Joint modeling of latent prostate cancer state and observed clinical outcomes, for active surveillance of low risk prostate cancer
May 20, 2016- This is code accompanying Coley, RY et al. (2016) “A Bayesian Hierarchical Model for Prediction of Latent Health States from Multiple Data Sources with Application to Active Surveillance of Prostate Cancer" rycoley@gmail.com
This README contains descriptions of: Data R scripts for model estimation (data analysis and simulations) Batch scripts R scripts for recreating plots Results and R scripts to summarize results
——JHAS Data Analysis——
—DATA— Data from Johns Hopkins Active Surveillance cohort is not publicly available, so simulated data is provided in the folder simulation-data. Data was simulated using posterior estimates from fitting the model on the JH AS data (though all spline knots may not be equal to those given in Appendix Tables 5-7). Explanation of variables can be found in codebook.md in the simulation-data folder.
—R Scripts for model estimation— There are R scripts for a combination of two settings: (1) modeling assumptions and (2) code aim:
(1) Modeling assumptions
(a) IOP- Model is fit allowing for a Informative Observation Process (IOP) components for biopsy and surgery, as described in the paper; IOP-BX and IOP-SURG only allow for one of the IOP components (biopsy and surgery, respectively)
(b) UNADJ- Model assumes biopsy and surgery information is missing as random, so it is unadjusted for the possibility of IOP.
(2) Code Aim
(a) General model fitting, individual-level plots, and calibration plots for observed outcomes- This code demonstrates how the model is fit in JAGS. Observations after 5 years are deleted for a dozen patients in order to demonstrate individual-level predictions (Figure 22 in Appendix). Model output is also used to make calibration plots for observed outcomes— biopsies performed, reclassification, and surgery (e.g., Figure 6).

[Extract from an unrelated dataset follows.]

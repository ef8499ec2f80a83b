//! World-space spatial index.

pub mod octree;

pub use octree::{NodeId, Octree, SpatialEntry};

(b) CV- The purpose of this code is to run cross-validation on the observed latent state (eta). At each replication of the code, observed true cancer state is masked for one patient. Then, the predicted state (posterior mean of eta) is compared to the true state to calculate predictive accuracy and visualize calibration.
(c) Robustness of IOP Coefficients- Model estimation is performed with various informative priors on IOP components. Model output is used to make posterior density plots in Appendix Figure 18.
There are also R scripts for PLOTS and RESULTS. See explanations below.
—Batch Scripts— R scripts were written to be run on a SGE computing cluster, in order to run multiple chains in parallel or, in the case of cross-validation, multiple folds. Batch scripts are given in a batch-scripts folder to get users an idea of the memory needed, task id setting, etc, but they will need to be considerably modified for an individual users account and platform.
-PLOTS- Figures from paper recreated with simulated data. R scripts are labeled by the figure they reproduce.
-TABLES- Tables in the appendix include analysis results for posterior summaries and predictive accuracy. A text file in the folder jhas-analysis/tables directs the users to R scripts to see how those results were obtained.
Notes:
*Results for this simulated dataset are not the same as those given in the primary paper for the JHAS cohort analysis. These results may not reflect paper conclusions.
*jhas-analysis/IOP/RESULTS-reduce-size.R takes posterior samples of patient-level random effects and posterior fitted probabilities for observed outcomes and rounds to three significant digits. (The R/JAGS script samples and saves values up to 7 sig digs, but these files can be cumbersome to upload on github. This code makes them more manageable. Only rounded versions of these results are in this repo, but the code supplied will produce the larger files.)
*We also use a logistic regression model for comparison. This can be found in simulations/LOGISTIC.
——Simulation studies——
The content of the simulation-studies folder is similar to that of the jhas-analysis folder. Datasets are generated using the parameter values in simulations/simulation-data for four versions of the proposed model (IOP, IOP-SURG, IOP-BX, UNADJ). For each, of 200 simulated datasets, (1) posterior samples are saved, (2) predictions of the true cancer state are saved for patients without surgery, and (3) and importance sampling algorithm (IS) is used to obtain predictions for patients with surgery. R scripts and batch scripts are provided for all of these tasks. Logistic regression (LOGISTIC) is also used for comparison.
simulations/plots contains R scripts to reproduce figures in the primary paper and appendix. simulations/tables contains R scripts to obtain information in appendix tables.